Knaup: Die meiste Zeit verbringe ich mit der Organisation von Planverfahren und Projekten, insbesondere zur City-Süd. Hinzu kommen laufende Maßnahmen wie das Sanierungsgebiet Viehplätzchen-Viertel, die Feuerwache oder das Badeparadies.
Schließlich beschäftige ich mich intensiv mit der Organisation und der Ausrichtung im Dezernat. Ich möchte mehr Transparenz beim Verwaltungshandeln erreichen. Der Dienstleistungsgedanke muss weiter ausgebaut werden, um den Ansprüchen der Bevölkerung gerecht zu werden.
Was heißt das konkret?
Knaup: Leider muss das Baudezernat häufig Vorhaben ablehnen oder einschränken. Auch bei Planvorhaben kann man niemals allen gerecht werden. Mein Ziel ist es, dass die Entscheidungen besser begründet werden und dass ausgelotet wird, was unter den jeweiligen Umständen noch möglich ist.

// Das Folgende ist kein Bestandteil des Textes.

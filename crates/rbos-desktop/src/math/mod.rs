//! Geometry primitives in pixel units

mod rect;
mod size;
mod vec2;

pub use rect::Rect;
pub use size::Size;
pub use vec2::Vec2;

/// Window frame metrics used for hit testing
#[derive(Clone, Copy, Debug)]
pub struct FrameStyle {
    /// Height of the title bar
    pub title_bar_height: f32,
    /// Width and height of a caption button
    pub button_size: f32,
    /// Gap between caption buttons and the frame edge
    pub button_margin: f32,
    /// Thickness of the resize edges
    pub resize_handle_size: f32,
    /// Size of the resize corners
    pub corner_handle_size: f32,
}

/// Frame metrics shared by the shell and the hit tester
pub const FRAME_STYLE: FrameStyle = FrameStyle {
    title_bar_height: 28.0,
    button_size: 20.0,
    button_margin: 4.0,
    resize_handle_size: 6.0,
    corner_handle_size: 12.0,
};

Manchmal reicht es aus, wenn man eine weniger bürokratische Formulierung verwendet, und manchmal, wenn den Argumenten des anderen mehr Gehör geschenkt wird.
Westfalen und Rheinländern wird ein nicht immer einfaches Verhältnis nachgesagt. Welche Erfahrungen haben Sie gemacht?
Knaup: Westfalen und Rheinland sind tatsächlich eine andere Welt. Ich komme aber mit beiden Welten klar und versuche, das Beste aus beiden Welten auszuwählen.
Die sprichwörtliche rheinische Mentalität findet man auch in Westfalen, aber auf anderen Aufgabenfeldern und Entscheidungsebenen. Mich ärgert vor allem, wenn außer Acht gelassen wird, dass Vorschriften für die Menschen und nicht für die Verwaltung gemacht wurden. Und das geschieht ab und zu in beiden Landesteilen.